Wednesday, June 6, 2012

President Mubarak Exonerated Of Direct Involvement In Egyptian Arab Spring Uprising Deaths

  Former Egyptian President Hosni Mubarak was less plump than in his prime behind cell bars on Sunday’s printed front page of The New York Times. In fact troubled, Mubarak still looked prosperous and outright athletic, in sunglasses, as if he just worked out at the gym. Could everything still come up roses for the forced into retirement, beleaguered chief executive?
  According to The Times’ source, DePaul University, expert on Egyptian law, M. Cherif Bassiouni, though sentenced to life in prison, Mubarak might not “spend 30 days in jail as there’s no basis in Egyptian law” for the conviction that’s easy to overturn on appeal. The professor also felt the prosecution couldn’t win a tougher sentence on appeal either.
  Irregardless of written law Egypt’s military-led government has said it would also appeal the weak verdicts against Mubarak, his sons and top security officials, probably as a result of thousands of protesters that poured into the streets of Cairo and other cities for a second night on Sunday. The Muslim Brotherhood presidential candidate, Mohamed Morsi, stood with the protesters, as well pledging if he is elected to press new charges against Mr. Mubarak. While his opponent, Ahmed Shafik, Mr. Mubarak’s last prime minister, charged the brotherhood was out for “revenge” against the former Mubarak government that they had collaborated with on secret deals. The Times quotes Shafik saying his opponents represented “chaos.” And a chorus of Shafik voters found in a cafe called the court’s decision a fair rebuke to the excesses of the Mubarak government that ought to close the books on it. “We should respect the rule of law,” said Oudo Mohamed Hassan, 60, the owner of a small leather factory. “We should move on, and look after our own interests.”
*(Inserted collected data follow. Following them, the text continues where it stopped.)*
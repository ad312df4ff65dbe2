//! Obstacle spawning, motion and recycling
//!
//! Spawn timing runs on game-speed-scaled time, so running faster also
//! spawns faster. Every spawn tick tightens the interval a little, down to
//! a floor; that is the whole difficulty ramp.

use glam::Vec3;
use rand::Rng;
use rand_pcg::Pcg32;
use serde::{Deserialize, Serialize};

use super::state::{component_rng, EntityId, Lane, Obstacle, ObstacleKind, SimEvent};
use crate::config::SimConfig;
use crate::consts::{LANE_COUNT, STATIC_OBSTACLE_Y};

/// RNG stream for obstacle choices
const OBSTACLE_RNG_STREAM: u64 = 1;

/// Speed-scaled time since the last spawn tick
#[derive(Debug, Clone, Copy, PartialEq, Serialize, Deserialize)]
pub struct SpawnTimer {
    pub elapsed: f32,
    pub interval: f32,
}

/// What a spawn tick decided
#[derive(Debug, Clone, Copy, PartialEq)]
enum SpawnChoice {
    Static(Lane),
    Moving(Lane, f32),
}

/// Owns the live obstacle set
#[derive(Debug, Clone)]
pub struct ObstacleSpawner {
    obstacles: Vec<Obstacle>,
    timer: SpawnTimer,
    rng: Pcg32,
    next_id: EntityId,
    spawn_ticks: u32,
    lane_offsets: [f32; LANE_COUNT],
    interval_initial: f32,
    interval_floor: f32,
    interval_step: f32,
    moving_chance: f64,
    spawn_z: f32,
    oscillation_speed: f32,
    oscillation_bound: f32,
    removal_z: f32,
    world_scroll_rate: f32,
}

impl ObstacleSpawner {
    pub fn new(config: &SimConfig) -> Self {
        Self {
            obstacles: Vec::new(),
            timer: SpawnTimer {
                elapsed: 0.0,
                interval: config.spawn_interval_initial,
            },
            rng: component_rng(config.seed, OBSTACLE_RNG_STREAM),
            next_id: 1,
            spawn_ticks: 0,
            lane_offsets: config.lane_offsets,
            interval_initial: config.spawn_interval_initial,
            interval_floor: config.spawn_interval_floor,
            interval_step: config.spawn_interval_step,
            moving_chance: f64::from(config.moving_obstacle_chance).clamp(0.0, 1.0),
            spawn_z: config.obstacle_spawn_z,
            oscillation_speed: config.oscillation_speed,
            oscillation_bound: config.oscillation_bound,
            removal_z: config.obstacle_removal_z,
            world_scroll_rate: config.world_scroll_rate,
        }
    }

    /// Live obstacles, oldest first
    pub fn obstacles(&self) -> &[Obstacle] {
        &self.obstacles
    }

    pub fn timer(&self) -> SpawnTimer {
        self.timer
    }

    /// Spawn ticks since the last reset, including skipped spawns
    pub fn spawn_ticks(&self) -> u32 {
        self.spawn_ticks
    }

    /// Run one frame: maybe spawn, then move and recycle every obstacle.
    ///
    /// `moving_template_ready` reports whether the moving-obstacle model has
    /// loaded; until it has, moving spawns are skipped.
    pub fn advance(
        &mut self,
        delta: f32,
        speed: f32,
        player_lane: Lane,
        moving_template_ready: bool,
        events: &mut Vec<SimEvent>,
    ) {
        self.timer.elapsed += delta * speed;

        if self.timer.elapsed > self.timer.interval {
            self.spawn_tick(player_lane, moving_template_ready, events);
        }

        let travel = speed * delta * self.world_scroll_rate;
        let lateral_step = delta * self.oscillation_speed;
        let bound = self.oscillation_bound;
        for obstacle in &mut self.obstacles {
            if let ObstacleKind::Moving { direction } = &mut obstacle.kind {
                obstacle.position.x += *direction * lateral_step;
                if obstacle.position.x.abs() > bound {
                    *direction = -*direction;
                }
            }
            obstacle.position.z += travel;
        }

        let removal_z = self.removal_z;
        self.obstacles.retain(|obstacle| {
            let keep = obstacle.position.z <= removal_z;
            if !keep {
                events.push(SimEvent::ObstacleRemoved { id: obstacle.id });
            }
            keep
        });
    }

    /// Apply one spawn tick: roll a spawn, reset the timer, ramp difficulty
    fn spawn_tick(
        &mut self,
        player_lane: Lane,
        moving_template_ready: bool,
        events: &mut Vec<SimEvent>,
    ) {
        self.spawn_ticks += 1;
        match self.roll_spawn() {
            SpawnChoice::Static(lane) => {
                let position = Vec3::new(lane.offset(&self.lane_offsets), STATIC_OBSTACLE_Y, self.spawn_z);
                self.push(lane, ObstacleKind::Static, position, events);
            }
            SpawnChoice::Moving(lane, direction) if moving_template_ready => {
                let position = Vec3::new(lane.offset(&self.lane_offsets), 0.0, self.spawn_z);
                self.push(lane, ObstacleKind::Moving { direction }, position, events);
            }
            SpawnChoice::Moving(lane, _) => {
                log::debug!("Moving obstacle template not loaded, skipping spawn in {:?}", lane);
            }
        }

        self.timer.elapsed = 0.0;
        self.timer.interval = (self.timer.interval - self.interval_step).max(self.interval_floor);
        log::debug!(
            "Spawn tick {} (player in {:?}), next interval {:.2}",
            self.spawn_ticks,
            player_lane,
            self.timer.interval
        );
    }

    fn roll_spawn(&mut self) -> SpawnChoice {
        let moving = self.rng.random_bool(self.moving_chance);
        let lane = Lane::ALL[self.rng.random_range(0..LANE_COUNT)];
        if moving {
            let direction = if self.rng.random_bool(0.5) { 1.0 } else { -1.0 };
            SpawnChoice::Moving(lane, direction)
        } else {
            SpawnChoice::Static(lane)
        }
    }

    fn push(&mut self, lane: Lane, kind: ObstacleKind, position: Vec3, events: &mut Vec<SimEvent>) {
        let id = self.next_id;
        self.next_id += 1;
        self.obstacles.push(Obstacle {
            id,
            position,
            lane,
            kind,
        });
        events.push(SimEvent::ObstacleSpawned {
            id,
            kind,
            lane,
            position,
        });
    }

    /// Place an obstacle directly (scripted scenarios and tests)
    pub fn insert(
        &mut self,
        lane: Lane,
        kind: ObstacleKind,
        z: f32,
        events: &mut Vec<SimEvent>,
    ) -> EntityId {
        let y = match kind {
            ObstacleKind::Static => STATIC_OBSTACLE_Y,
            ObstacleKind::Moving { .. } => 0.0,
        };
        let position = Vec3::new(lane.offset(&self.lane_offsets), y, z);
        self.push(lane, kind, position, events);
        self.next_id - 1
    }

    /// Drop every obstacle and restore the initial spawn interval
    pub fn reset(&mut self) {
        self.obstacles.clear();
        self.timer = SpawnTimer {
            elapsed: 0.0,
            interval: self.interval_initial,
        };
        self.spawn_ticks = 0;
    }
}
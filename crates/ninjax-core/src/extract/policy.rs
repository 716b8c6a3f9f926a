//! Named policy functions for format ordering and size estimation.
//!
//! Kept explicit so the observable behavior does not depend on whichever
//! extraction backend is in use.

use super::{FormatDescriptor, MediaKind};

/// Assumed bitrate for the synthetic compressed-audio entry when the
/// platform reports no exact size.
pub const FALLBACK_AUDIO_KBPS: u64 = 192;

/// Selector expression for the synthetic audio entry.
pub const AUDIO_FORMAT_ID: &str = "bestaudio/best";

/// Estimated size in bytes for `duration` seconds at `kbps` kilobits/s.
/// Returns None when duration is unknown.
pub fn estimate_filesize(duration_secs: Option<u64>, kbps: u64) -> Option<u64> {
    duration_secs.map(|d| d * kbps * 1000 / 8)
}

/// Total quality order: vertical resolution for video, bitrate for audio,
/// both read from the leading digits of the quality label (`"720p"`,
/// `"128kbps"`). Unparseable labels rank lowest.
pub fn quality_rank(fmt: &FormatDescriptor) -> u64 {
    let digits: String = fmt.quality.chars().take_while(|c| c.is_ascii_digit()).collect();
    digits.parse().unwrap_or(0)
}

/// Sorts descriptors by descending quality rank. The sort is stable, so
/// equal ranks keep the extractor's first-seen order.
pub fn sort_formats(formats: &mut [FormatDescriptor]) {
    formats.sort_by_key(|f| std::cmp::Reverse(quality_rank(f)));
}

/// The synthetic "best audio, as mp3" entry appended to every format list.
pub fn synthetic_audio(duration_secs: Option<u64>) -> FormatDescriptor {
    FormatDescriptor {
        format_id: AUDIO_FORMAT_ID.to_string(),
        quality: "MP3".to_string(),
        size_bytes: estimate_filesize(duration_secs, FALLBACK_AUDIO_KBPS),
        ext: "mp3".to_string(),
        kind: MediaKind::Audio,
    }
}

#[cfg(test)]
mod tests {
    use super::*;

    fn video(id: &str, quality: &str) -> FormatDescriptor {
        FormatDescriptor {
            format_id: id.to_string(),
            quality: quality.to_string(),
            size_bytes: None,
            ext: "mp4".to_string(),
            kind: MediaKind::Video,
        }
    }

    #[test]
    fn estimate_uses_duration_and_bitrate() {
        // 60s at 192 kbps = 60 * 192_000 / 8 bytes.
        assert_eq!(estimate_filesize(Some(60), FALLBACK_AUDIO_KBPS), Some(1_440_000));
        assert_eq!(estimate_filesize(None, FALLBACK_AUDIO_KBPS), None);
    }

    #[test]
    fn rank_reads_leading_digits() {
        assert_eq!(quality_rank(&video("a", "1080p")), 1080);
        assert_eq!(quality_rank(&video("a", "720p60")), 720);
        assert_eq!(quality_rank(&video("a", "unknown")), 0);
    }

    #[test]
    fn sort_is_descending_and_stable() {
        let mut formats = vec![
            video("first-360", "360p"),
            video("first-720", "720p"),
            video("second-360", "360p"),
            video("only-1080", "1080p"),
        ];
        sort_formats(&mut formats);
        let ids: Vec<&str> = formats.iter().map(|f| f.format_id.as_str()).collect();
        assert_eq!(ids, ["only-1080", "first-720", "first-360", "second-360"]);
    }

    #[test]
    fn synthetic_audio_shape() {
        let entry = synthetic_audio(Some(120));
        assert_eq!(entry.format_id, AUDIO_FORMAT_ID);
        assert_eq!(entry.quality, "MP3");
        assert_eq!(entry.ext, "mp3");
        assert_eq!(entry.kind, MediaKind::Audio);
        assert_eq!(entry.size_bytes, Some(2_880_000));
        assert_eq!(synthetic_audio(None).size_bytes, None);
    }
}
  Two distinct versions of what moving forward means for Egypt. Awkward as Egypt’s politics are one hopes they find compromise.
  The state newspaper Al Ahram reported Mr. Mubarak was shocked he was transferred from more comfortable military hospital accommodations to prison. When he found out he was at Tora Prison, Mr. Mubarak began complaining of health problems and refused for two and a half hours to leave the helicopter. But when his, also prisoners, sons, Gamal and Alaa, were brought Mr. Mubarak’s condition improved, the paper said. He was issued a blue jumpsuit, but did not immediately pose for the customary mug shot holding his prison number because of his health.
  Meanwhile Tuesday, Reuters gauged Middle East reactions finding that both Israel’s Netanyahu and the PLO’s Abbas know there will be no simple return to the status quo Mubarak offered, which provided both with sturdy cover at home and abroad. Though for the Egyptian people lamenting that temporary and abusive situation doesn’t seem worth the effort in practice or at all comforting as even nostalgia. Reuters points to Islamist gains in Egypt strengthening the sense of encirclement in the militarily powerful Jewish state, already preoccupied with the nuclear ambitions of Iran. An assessment that encourages the region’s present separatist attitudes rather than raising hope for either side's reconciliation. With only one God between all of us, how exactly does jihad, “holy war,” remedy anything other than satisfying mortal grudges without end?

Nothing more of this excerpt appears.